In cryptography, pseudo random number generators are typically employed to generate some random numbers for creating a cryptographic key. A well-known pseudo random number generator that generates highly randomized numbers, which are strong in a cryptographic sense, is a Blum-Blum-Shub (BBS) pseudo random number generator. One conventional BBS pseudo random number generator uses two large prime integers, p and q, which are congruent to three, mod four. Their product, n=p*q, is called a Blum integer. An arbitrary integer, X, which is larger than both p and q, and relatively prime to n, is chosen. The BBS pseudo random number generator squares X, takes its remainder modulo n to produce a seed, X0. Then the BBS pseudo random number generator iterates through multiple cycles to generate a predetermined number of pseudo random bits in each cycle. Note that a cycle may also be referred to as an iteration. To generate pseudo random bits, the BBS pseudo random number generator takes the most recent Xi and squares it, then takes its remainder modulo n. The entire result is Xi+1, and the low order floor(lg(floor(lg(n)))) bits of Xi+1 are the output of one cycle of the BBS pseudo random number generator. The floor function returns the largest integer less than or equal to its argument, and the lg function is the logarithm of its argument in base 2. For example, if n is 21, which is the smallest Blum integer, the BBS pseudo random number generator may generate 2 bits every cycle.
The outputs of the BBS pseudo random number generator are pseudo random bits or pseudo random numbers because they are generated from the same set of initial values and they are not completely independent of each other. But nevertheless, the pseudo random numbers may approximate the behavior of true random numbers.

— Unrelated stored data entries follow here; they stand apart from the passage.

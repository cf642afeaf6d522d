//! Static robot geometry: leg indices, mount poses, link lengths and calibration offsets.
//!
//! Everything in this module is immutable once built. Values are validated on
//! construction so that downstream code (notably [`crate::kinematics`]) never has to
//! re-check arity or sign of the inputs it consumes.

use crate::error::ConfigError;
use crate::validation;
use nalgebra::Point3;
use serde::{Deserialize, Serialize};
use std::fmt;

/// Number of legs on the robot.
pub const LEG_COUNT: usize = 6;

/// Index of one of the six legs, guaranteed to be in `0..=5`.
#[derive(Debug, Clone, Copy, PartialEq, Eq, PartialOrd, Ord, Hash, Serialize, Deserialize)]
#[serde(try_from = "u8", into = "u8")]
pub struct LegIndex(u8);

impl LegIndex {
    /// All leg indices in ascending order.
    pub const ALL: [LegIndex; LEG_COUNT] = [
        LegIndex(0),
        LegIndex(1),
        LegIndex(2),
        LegIndex(3),
        LegIndex(4),
        LegIndex(5),
    ];

    /// Returns `Some` if `value` is a valid leg index.
    pub fn new(value: u8) -> Option<Self> {
        (usize::from(value) < LEG_COUNT).then_some(LegIndex(value))
    }

    /// Raw index value.
    pub fn get(self) -> u8 {
        self.0
    }

    /// Index usable for array access.
    pub fn as_usize(self) -> usize {
        usize::from(self.0)
    }
}

impl TryFrom<u8> for LegIndex {
    type Error = String;

    fn try_from(value: u8) -> Result<Self, Self::Error> {
        LegIndex::new(value).ok_or_else(|| format!("leg index {value} is outside 0-5"))
    }
}

impl From<LegIndex> for u8 {
    fn from(value: LegIndex) -> Self {
        value.0
    }
}

impl fmt::Display for LegIndex {
    fn fmt(&self, f: &mut fmt::Formatter<'_>) -> fmt::Result {
        write!(f, "{}", self.0)
    }
}

/// Link lengths of one leg, in meters.
///
/// The two-entry form (`[femur, tibia]`) is the older configuration layout; it behaves
/// exactly like the three-entry form with a zero-length coxa.
#[derive(Debug, Clone, Copy, PartialEq, Serialize)]
#[serde(untagged)]
pub enum LinkLengths {
    /// `[coxa, femur, tibia]`
    ThreeLink {
        /// Coxa length
        coxa: f64,
        /// Femur length
        femur: f64,
        /// Tibia length
        tibia: f64,
    },
    /// `[femur, tibia]`, coxa collapsed to zero length
    TwoLink {
        /// Femur length
        femur: f64,
        /// Tibia length
        tibia: f64,
    },
}

impl LinkLengths {
    /// Builds link lengths from a 2- or 3-entry slice.
    ///
    /// Returns the offending length on arity mismatch.
    pub fn from_slice(values: &[f64]) -> Result<Self, usize> {
        match *values {
            [femur, tibia] => Ok(LinkLengths::TwoLink { femur, tibia }),
            [coxa, femur, tibia] => Ok(LinkLengths::ThreeLink { coxa, femur, tibia }),
            _ => Err(values.len()),
        }
    }

    /// Coxa length; zero for the two-link form.
    pub fn coxa(&self) -> f64 {
        match *self {
            LinkLengths::ThreeLink { coxa, .. } => coxa,
            LinkLengths::TwoLink { .. } => 0.0,
        }
    }

    /// Femur length.
    pub fn femur(&self) -> f64 {
        match *self {
            LinkLengths::ThreeLink { femur, .. } | LinkLengths::TwoLink { femur, .. } => femur,
        }
    }

    /// Tibia length.
    pub fn tibia(&self) -> f64 {
        match *self {
            LinkLengths::ThreeLink { tibia, .. } | LinkLengths::TwoLink { tibia, .. } => tibia,
        }
    }

    /// `[coxa, femur, tibia]` with the implicit zero filled in.
    pub fn as_array(&self) -> [f64; 3] {
        [self.coxa(), self.femur(), self.tibia()]
    }

    /// Lengths exactly as configured (2 or 3 entries).
    pub fn configured(&self) -> Vec<f64> {
        match *self {
            LinkLengths::ThreeLink { coxa, femur, tibia } => vec![coxa, femur, tibia],
            LinkLengths::TwoLink { femur, tibia } => vec![femur, tibia],
        }
    }

    /// Total reach of the leg when fully extended.
    pub fn reach(&self) -> f64 {
        self.as_array().iter().sum()
    }
}

/// Static configuration of one leg.
#[derive(Debug, Clone, PartialEq, Serialize)]
pub struct LegGeometry {
    /// Display name, e.g. "Left Front"
    pub name: String,
    /// Leg attachment origin in body coordinates (meters)
    pub mount_position: Point3<f64>,
    /// Rotation of the leg's local X axis from the body X axis, about body Z (radians)
    pub mount_rotation: f64,
    /// Link lengths (meters)
    pub link_lengths: LinkLengths,
    /// Calibration bias per joint: coxa, femur, tibia (radians)
    pub joint_angle_offsets: [f64; 3],
}

impl LegGeometry {
    /// Builds and validates the geometry of leg `leg`.
    ///
    /// # Errors
    /// * [`ConfigError::LinkLengthCount`] if `link_lengths` does not have 2 or 3 entries
    /// * [`ConfigError::OffsetCount`] if `offsets` does not have exactly 3 entries
    /// * [`ConfigError::NegativeLinkLength`] for any length below zero
    /// * [`ConfigError::NonFinite`] for NaN or infinite values anywhere
    pub fn new(
        leg: LegIndex,
        name: impl Into<String>,
        position: [f64; 3],
        rotation: f64,
        link_lengths: &[f64],
        offsets: &[f64],
    ) -> Result<Self, ConfigError> {
        let id = leg.get();

        for (axis, value) in ["x", "y", "z"].iter().zip(position) {
            validation::is_finite(value).map_err(|_| ConfigError::NonFinite {
                field: format!("robot.legs.{id}.position.{axis}"),
            })?;
        }
        validation::is_finite(rotation).map_err(|_| ConfigError::NonFinite {
            field: format!("robot.legs.{id}.rotation"),
        })?;

        let lengths = LinkLengths::from_slice(link_lengths).map_err(|count| {
            ConfigError::LinkLengthCount { leg: id, count }
        })?;
        for &value in link_lengths {
            if value.is_nan() || value.is_infinite() {
                return Err(ConfigError::NonFinite {
                    field: format!("robot.legs.{id}.link_lengths"),
                });
            }
            if validation::is_non_negative(value).is_err() {
                return Err(ConfigError::NegativeLinkLength { leg: id, value });
            }
        }

        let joint_angle_offsets: [f64; 3] = offsets.try_into().map_err(|_| {
            ConfigError::OffsetCount {
                leg: id,
                count: offsets.len(),
            }
        })?;
        if joint_angle_offsets.iter().any(|o| !o.is_finite()) {
            return Err(ConfigError::NonFinite {
                field: format!("robot.legs.{id}.joint_angle_offsets"),
            });
        }

        if rotation.abs() > 2.0 * std::f64::consts::PI {
            tracing::warn!(
                leg = id,
                rotation,
                "Large mount rotation angle ({:.1} deg). Consider normalizing.",
                rotation.to_degrees()
            );
        }

        Ok(Self {
            name: name.into(),
            mount_position: Point3::from(position),
            mount_rotation: rotation,
            link_lengths: lengths,
            joint_angle_offsets,
        })
    }
}

/// Outer dimensions of the robot body, in meters.
#[derive(Debug, Clone, Copy, PartialEq, Serialize, Deserialize)]
pub struct BodyDimensions {
    /// Extent along body X
    pub length: f64,
    /// Extent along body Y
    pub width: f64,
    /// Extent along body Z
    pub height: f64,
}

impl BodyDimensions {
    /// Corner indices joined by the 12 edges of the body box.
    pub const OUTLINE_EDGES: [(usize, usize); 12] = [
        (0, 1),
        (1, 2),
        (2, 3),
        (3, 0),
        (4, 5),
        (5, 6),
        (6, 7),
        (7, 4),
        (0, 4),
        (1, 5),
        (2, 6),
        (3, 7),
    ];

    /// Corners of the body box centered on the body origin: bottom face first, then top.
    pub fn outline_corners(&self) -> [Point3<f64>; 8] {
        let (l, w, h) = (self.length / 2.0, self.width / 2.0, self.height / 2.0);
        [
            Point3::new(-l, -w, -h),
            Point3::new(l, -w, -h),
            Point3::new(l, w, -h),
            Point3::new(-l, w, -h),
            Point3::new(-l, -w, h),
            Point3::new(l, -w, h),
            Point3::new(l, w, h),
            Point3::new(-l, w, h),
        ]
    }
}

/// Complete, validated geometry of the robot: body plus exactly six legs.
#[derive(Debug, Clone, PartialEq, Serialize)]
pub struct RobotGeometry {
    /// Body box
    pub body: BodyDimensions,
    legs: [LegGeometry; LEG_COUNT],
}

impl RobotGeometry {
    /// Assembles a robot from six leg geometries ordered by leg index.
    pub fn new(body: BodyDimensions, legs: [LegGeometry; LEG_COUNT]) -> Self {
        Self { body, legs }
    }

    /// Geometry of one leg.
    pub fn leg(&self, leg: LegIndex) -> &LegGeometry {
        &self.legs[leg.as_usize()]
    }

    /// Iterates legs in index order.
    pub fn iter(&self) -> impl Iterator<Item = (LegIndex, &LegGeometry)> {
        LegIndex::ALL.into_iter().zip(self.legs.iter())
    }
}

The security of the BBS pseudo random number generator rests on the size of n. In general, a larger n typically provides a more secure stream in a cryptographic sense. Note that increasing the number of bits generated at each cycle by 1 may require doubling the size of n. Furthermore, n also influences the period length of the output. One of the properties of n is that every quadratic residue modulo n has four square roots, one of which is also a quadratic residue. A quadratic residue is the residue of a perfect square. For example, 47 is a quadratic residue module 209. Thus, every X in the sequence of pseudo random number is a quadratic residue, and no more than ¼ of the values less than n can be quadratic residues. Thus, there are no more than n/4 distinct states for the BBS pseudo random number generator, so the maximum period is floor(n/4).